In a format totally lifted from Tim Ferriss:
What I'm Reading:
Chronologically, we've just gotten to when the US went off the gold standard; a decision which was extremely controversial. To understand this better, I had to do a quick dive into the history of the gold standard and paper money (links are below to particularly helpful videos I found). I seem to understand it in principle (paper money backed by a set amount of gold; and you can play with the ratio of paper money to gold) but I am struggling a bit to understand arguments for and against this that are outside of inflation.
It seems to me that if you are setting the value of your dollar to something with a limited supply, there may be a more inflexible cap to growth (at least the creation of more credit in the economy?) and flexibility when it comes to the supply of money. I suppose you could continue to adjust the ratios to get around this and this is only part of the equation - the other part being the flow of capital itself (plus many others) - but it seems extremely cumbersome. I hope to get a better grasp of this all as I believe it is key to better understanding the current monetary system as well as the future of certain cryptocurrencies (such as bitcoin).
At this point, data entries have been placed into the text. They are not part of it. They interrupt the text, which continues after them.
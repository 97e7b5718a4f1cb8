// rorchestrator-gate/src/hashing.rs
// ============================================================================
// Module: Gate Bucket Hashing
// Description: FNV-1a-64 over UTF-16 code units and rollout bucketing.
// Purpose: Provide platform-stable hashing shared by rollout gates and plans.
// Dependencies: none
// ============================================================================

//! ## Overview
//! Rollout bucketing and plan hashing both require a hash that is identical
//! on every platform and deployment. This module implements FNV-1a-64 fed
//! with UTF-16 code units in little-endian byte order (low byte, then high
//! byte), which fixes the byte stream independent of host endianness.

// ============================================================================
// SECTION: Constants
// ============================================================================

/// FNV-1a 64-bit offset basis.
const FNV_OFFSET_BASIS: u64 = 0xcbf2_9ce4_8422_2325;

/// FNV-1a 64-bit prime.
const FNV_PRIME: u64 = 0x0000_0100_0000_01b3;

/// Number of rollout buckets.
const BUCKET_COUNT: u64 = 100;

// ============================================================================
// SECTION: Hasher
// ============================================================================

/// Incremental FNV-1a-64 hasher with UTF-16 string support.
///
/// # Invariants
/// - Byte order is fixed little-endian regardless of host endianness.
#[derive(Debug, Clone, Copy)]
pub struct Fnv64 {
    /// Current hash state.
    state: u64,
}

impl Default for Fnv64 {
    fn default() -> Self {
        Self::new()
    }
}

impl Fnv64 {
    /// Creates a hasher seeded with the FNV-1a offset basis.
    #[must_use]
    pub const fn new() -> Self {
        Self {
            state: FNV_OFFSET_BASIS,
        }
    }

    /// Feeds a single byte.
    pub const fn write_u8(&mut self, byte: u8) {
        self.state ^= byte as u64;
        self.state = self.state.wrapping_mul(FNV_PRIME);
    }

    /// Feeds a 16-bit value as two bytes, low byte first.
    pub const fn write_u16_le(&mut self, value: u16) {
        let [low, high] = value.to_le_bytes();
        self.write_u8(low);
        self.write_u8(high);
    }

    /// Feeds a 32-bit value as four bytes, least significant first.
    pub const fn write_u32_le(&mut self, value: u32) {
        let bytes = value.to_le_bytes();
        self.write_u8(bytes[0]);
        self.write_u8(bytes[1]);
        self.write_u8(bytes[2]);
        self.write_u8(bytes[3]);
    }

    /// Feeds a 64-bit value as eight bytes, least significant first.
    pub const fn write_u64_le(&mut self, value: u64) {
        let bytes = value.to_le_bytes();
        let mut index = 0;
        while index < bytes.len() {
            self.write_u8(bytes[index]);
            index += 1;
        }
    }

    /// Feeds a string as raw UTF-16 code units without a length prefix.
    pub fn write_str_utf16(&mut self, value: &str) {
        for unit in value.encode_utf16() {
            self.write_u16_le(unit);
        }
    }

    /// Feeds a string prefixed with its UTF-16 code-unit count.
    ///
    /// The count is written as a little-endian `u32`. Counts beyond `u32`
    /// range saturate, which keeps the encoding total even for pathological
    /// inputs.
    pub fn write_str_len_prefixed(&mut self, value: &str) {
        let count = value.encode_utf16().count();
        let prefix = u32::try_from(count).unwrap_or(u32::MAX);
        self.write_u32_le(prefix);
        self.write_str_utf16(value);
    }

    /// Returns the accumulated hash.
    #[must_use]
    pub const fn finish(self) -> u64 {
        self.state
    }
}

// ============================================================================
// SECTION: Rollout Bucketing
// ============================================================================

/// Computes the rollout bucket for a user and salt, in `0..100`.
///
/// The bucket hashes `user_id`, a zero code unit, then `salt`, each UTF-16
/// code unit contributing its low byte then its high byte, and reduces the
/// result modulo 100. A rollout gate at `percent` allows buckets strictly
/// below `percent`, so raising `percent` never revokes an allowance.
#[must_use]
pub fn rollout_bucket(user_id: &str, salt: &str) -> u64 {
    let mut hasher = Fnv64::new();
    hasher.write_str_utf16(user_id);
    hasher.write_u16_le(0);
    hasher.write_str_utf16(salt);
    hasher.finish() % BUCKET_COUNT
}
On another note, time and time again, this book reminds me that humans tend to react similarly to things throughout time - and that one of the most valuable lessons and things you can learn for investing is to make sure you stay in the game; i.e. don't make decisions that will cause you to have to sell to recoup your losses prematurely.
"I see now how very important it is for the professional man to build up a surplus in normal times. A surplus capital of $2500 wisely invested during the depression might have meant financial security for the rest of his life. Without it, he is at the mercy of the economic winds."
Of course, the psychology of being able to do so is an entire matter in itself.
Who I'm Listening To:
* Tim Urban on Lex Friedman #264 (on Elon Musk, Neuralink, AI, Aliens and the future of humanity)
A wonderful podcast with @lexfridman (an AI researcher who I find a compelling interviewer) and Tim Urban (his blog Wait, But Why? is full of really interesting articles on a huge range of topics - if you enjoy xkcd / Randall Munroe you might enjoy Wait, But Why). I came away from listening to this with a renewed sense of optimism for the future.
They briefly cover the benefits of consistency (while admitting they struggle with it) in producing work; think the aspiring author who writes 2 pages a week vs the aspiring author who never manages to do that consistently. At the end of 2 years, the first author has a book ready to publish (not to say anything of the quality of said book, however).
Having said that, I am also intrigued by the idea of approaching things as projects (via Ali Abdall) to make life goals/habits you want to gain more achievable. Projects are where you have deadlines and a specific outcome - e.g. I want to be able run 5km non stop by the end of the next 12 weeks; I want to quit drinking for the next 5 months etc. As Abdall says 'Habits help us stay consistent. Projects focus our mind and energy'. I've been seeing some success here with my personal running journey (I have somehow managed to get to Week 4! More to follow about this), which is not something I could have predicted a while back.
As a side note, one of my favorite twitter threads from Tim Urban is this one:
* Again, An Education In The Rolling Stones (1964 - 1968) (this is a playlist that was put together by Michael V as a chronological introduction to the band's early days)
What I've Been Watching:
These videos by Extra Credits on the History of Paper Money and the Gold Standard really helped me start to wrap my head around the whole thing:
It's a fascinating story and one of my favorite discoveries is Nicholas Barbon (supposedly officially Nicholas 'If-Jesus-Christ-had-not-died-for-thee-thou-hadst-been-damned' Barbon - which made me realize that the Good Omens character Thou-Shalt-Not-Commit-Adultery Pulsifer is based on something historical!); a pioneer of fire insurance and mortgages - two things that helped the economy grow. Fire insurance enabled people to pool resources together for the first time to be able to cover the costs in an emergency, instead of being financially wiped out immediately, and mortgages freed up capital to be readily injected back into the economy.
What I've Been Thinking About:
* Mental models; I keep flitting back and forth with the goals I want to achieve and the things that I want to write about but I think I should probably just prioritize writing what I want to write about, rather than planning something out that will never happen. My first piece in a long while is about how I've managed to stay sober for the past few months; it's scary to admit to having a problem online and scarier still to admit that the problem is still ongoing, but it was the first thing that has flowed naturally for me in months.
In the next few weeks, I'll be sharing some of the mental models we developed at work that I've really found valuable across multiple areas of life. The plan is to also include some doodles, but I'm no illustrator by any means so we'll see how that one goes.